Thanks in advance, I picked it up off a burn pile.


----------



## phinds (Jun 3, 2020)

Most likely wood of some kind. Oak and mulberry come to mind.


----------



## Tom Smart (Jun 3, 2020)

Ash?


----------



## barry richardson (Jun 3, 2020)

I guess white oak

Reactions: Agree 2


----------



## Jay B. Turnin (Jun 3, 2020)

So far my favorite is that it is "wood of some kind".

Reactions: Agree 3


----------



## Eric Rorabaugh (Jun 3, 2020)

White oak

Reactions: Agree 1


----------



## Tony (Jun 4, 2020)

I'd say White Oak also.

Reactions: Agree 1


----------



## ripjack13 (Jun 4, 2020)

Jay B. Turnin said:


> So far my favorite is that it is "wood of some kind".


This is my favorite....

Reactions: Funny 5


----------



## Mlyle (Jun 6, 2020)

Sure looks like some kind of Oak....
medullary rays very pronounced


----------



## phinds (Jun 6, 2020)

Mlyle said:


> Sure looks like some kind of Oak....
> medullary rays very pronounced


You're right. The color had me fooled into thinking mulberry was more likely but I carelessly didn't notice the rays.


----------



## Jay B. Turnin (Jun 6, 2020)

Sure sounds like it's oak, thanks for all the input, not sure if this helps confirm now that i started turning it.

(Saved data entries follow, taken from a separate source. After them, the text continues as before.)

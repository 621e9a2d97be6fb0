use std::io::Cursor;

use docstream::buffers::{IoReader, IoWriter, Reader, WriteStream, Writer};
use docstream::{cbor, copy_document, json, Document, DocumentWriter, MapStream, Value};

fn json_to_cbor(text: &str) -> Vec<u8> {
    let mut reader = Reader::new(text.as_bytes());
    let mut out: Vec<u8> = Vec::new();
    copy_document(cbor::write(&mut out), json::read(&mut reader).unwrap()).unwrap();
    out
}

fn cbor_to_json(bytes: &[u8]) -> String {
    let mut reader = Reader::new(bytes);
    let mut out: Vec<u8> = Vec::new();
    copy_document(json::write(&mut out), cbor::read(&mut reader).unwrap()).unwrap();
    String::from_utf8(out).unwrap()
}

#[test]
fn json_map_becomes_indefinite_cbor_map() {
    let encoded = json_to_cbor(r#"{"a":[1,2,3],"b":3.0}"#);
    // JSON strings have no length up front, so they become indefinite text
    let mut expected = vec![0xbf, 0x7f, 0x61, b'a', 0xff, 0x9f, 0x01, 0x02, 0x03, 0xff];
    expected.extend_from_slice(&[0x7f, 0x61, b'b', 0xff]);
    expected.extend_from_slice(&[0xfb, 0x40, 0x08, 0, 0, 0, 0, 0, 0]);
    expected.push(0xff);
    assert_eq!(encoded, expected);

    let mut reader = Reader::new(&encoded);
    assert_eq!(
        Value::read(cbor::read(&mut reader).unwrap()).unwrap(),
        Value::Map(vec![
            (
                Value::from("a"),
                Value::Array(vec![
                    Value::Unsigned(1),
                    Value::Unsigned(2),
                    Value::Unsigned(3)
                ])
            ),
            (Value::from("b"), Value::Double(3.0)),
        ])
    );
}

#[test]
fn cbor_to_json_text() {
    let mut bytes = vec![0xa3, 0x61, b'A', 0x01, 0x61, b'B', 0x64];
    bytes.extend_from_slice(b"text");
    bytes.extend_from_slice(&[0x61, b'C', 0x4c]);
    bytes.extend_from_slice(b"Hello world!");
    assert_eq!(
        cbor_to_json(&bytes),
        r#"{"A":1,"B":"text","C":"SGVsbG8gd29ybGQh"}"#
    );
}

#[test]
fn json_survives_a_trip_through_cbor() {
    let documents = [
        r#"{"a":[1,2,3],"b":3.0}"#,
        r#"[-1,0.25,true,false,null,"é😀"]"#,
        r#"{"empty":{},"list":[],"deep":[[[["x"]]]]}"#,
        r#""line\nbreak""#,
    ];
    for text in documents {
        let back = cbor_to_json(&json_to_cbor(text));
        let expected: serde_json::Value = serde_json::from_str(text).unwrap();
        let actual: serde_json::Value = serde_json::from_str(&back).unwrap();
        assert_eq!(actual, expected, "{text} came back as {back}");
    }
}

#[test]
fn cbor_tags_and_short_floats_flatten_into_json() {
    // tag 1 (epoch time) around a half-precision 1.5, then a single-precision 0.5
    let bytes = [0x82, 0xc1, 0xf9, 0x3e, 0x00, 0xfa, 0x3f, 0x00, 0x00, 0x00];
    assert_eq!(cbor_to_json(&bytes), "[1.5,0.5]");
}

#[test]
fn undefined_has_no_json_form() {
    assert_eq!(cbor_to_json(&[0x82, 0xf7, 0xf6]), "[null,null]");
}

#[test]
fn partially_read_map_can_be_copied() {
    let mut reader = Reader::new(br#"{"skip":[1,2],"keep":{"x":true}}"#);
    let Document::Map(mut map) = json::read(&mut reader).unwrap() else {
        panic!("expected a map");
    };
    map.next_key().unwrap().unwrap().skip().unwrap();
    map.read_value().unwrap().skip().unwrap();
    map.next_key().unwrap().unwrap().skip().unwrap();
    let mut out: Vec<u8> = Vec::new();
    copy_document(cbor::write(&mut out), map.read_value().unwrap()).unwrap();
    assert!(map.next_key().unwrap().is_none());
    assert_eq!(out, [0xbf, 0x7f, 0x61, b'x', 0xff, 0xf5, 0xff]);
}

#[test]
fn io_adapters_stream_between_formats() {
    let mut source = IoReader::new(Cursor::new(br#"[{"k":"v"}, 7, -8]"#.to_vec()));
    let mut sink = IoWriter::new(Vec::new());
    copy_document(cbor::write(&mut sink), json::read(&mut source).unwrap()).unwrap();
    sink.flush().unwrap();
    let encoded = sink.into_inner();
    assert_eq!(
        encoded,
        [0x9f, 0xbf, 0x7f, 0x61, b'k', 0xff, 0x7f, 0x61, b'v', 0xff, 0xff, 0x07, 0x27, 0xff]
    );

    let mut source = IoReader::new(Cursor::new(encoded));
    let mut sink = IoWriter::new(Vec::new());
    copy_document(json::write(&mut sink), cbor::read(&mut source).unwrap()).unwrap();
    assert_eq!(sink.into_inner(), br#"[{"k":"v"},7,-8]"#);
}

#[test]
fn in_memory_writer_collects_a_sequence_of_documents() {
    let mut sink = Writer::with_capacity(8);
    for text in ["[1,2]", "\"x\"", "null"] {
        let mut reader = Reader::new(text.as_bytes());
        copy_document(cbor::write(&mut sink), json::read(&mut reader).unwrap()).unwrap();
    }
    cbor::write(&mut sink).write(-1i32).unwrap();
    let encoded = sink.take();
    assert_eq!(
        encoded,
        [0x9f, 0x01, 0x02, 0xff, 0x7f, 0x61, b'x', 0xff, 0xf6, 0x20]
    );
    assert!(sink.written().is_empty());

    let mut reader = Reader::new(&encoded);
    let mut values = Vec::new();
    while !reader.remaining().is_empty() {
        values.push(Value::read(cbor::read(&mut reader).unwrap()).unwrap());
    }
    assert_eq!(
        values,
        [
            Value::Array(vec![Value::Unsigned(1), Value::Unsigned(2)]),
            Value::from("x"),
            Value::Null,
            Value::Signed(-1),
        ]
    );
}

Reactions: Like 1 | Way Cool 1


----------



## Eric Rorabaugh (Jun 6, 2020)

Yep, white oak

Reactions: Agree 1


----------



## phinds (Jun 6, 2020)

Eric Rorabaugh said:


> Yep, white oak






Well, I wouldn't absolute swear that it's white oak without checking for tylosis but it does look like it with those long, strong rays.


----------



## Mlyle (Jun 6, 2020)

Matter of fact I have a piece very very similar in my shop right
now.

Reactions: Like 1


----------



## Mlyle (Jun 6, 2020)

But I never for sure knew if it was oak!


----------



## phinds (Jun 6, 2020)

Mlyle said:


> But I never for sure knew if it was oak!


Yep, that's oak all right. Most likely white, like the one in this thread.


----------



## Mlyle (Jun 6, 2020)

unfortunately the checks are full scale cracks all the way down.
I turned 2 bowls from the board shown in prev pix....but both needed " design changes" due to the cracks and flying bowls .


----------



## Jay B. Turnin (Jun 6, 2020)

Thanks everyone, I'll post pics when finished assuming any "design changes" aren't too drastic.

Reactions: Like 2


----------



## Jay B. Turnin (Jun 16, 2020)

Okeedokee, it's oak

Reactions: Like 2 | Way Cool 4


----------



## Mlyle (Jun 17, 2020)

Nice job!!!!!!I love oak ....such a beautiful an simple grain and you did it justice.....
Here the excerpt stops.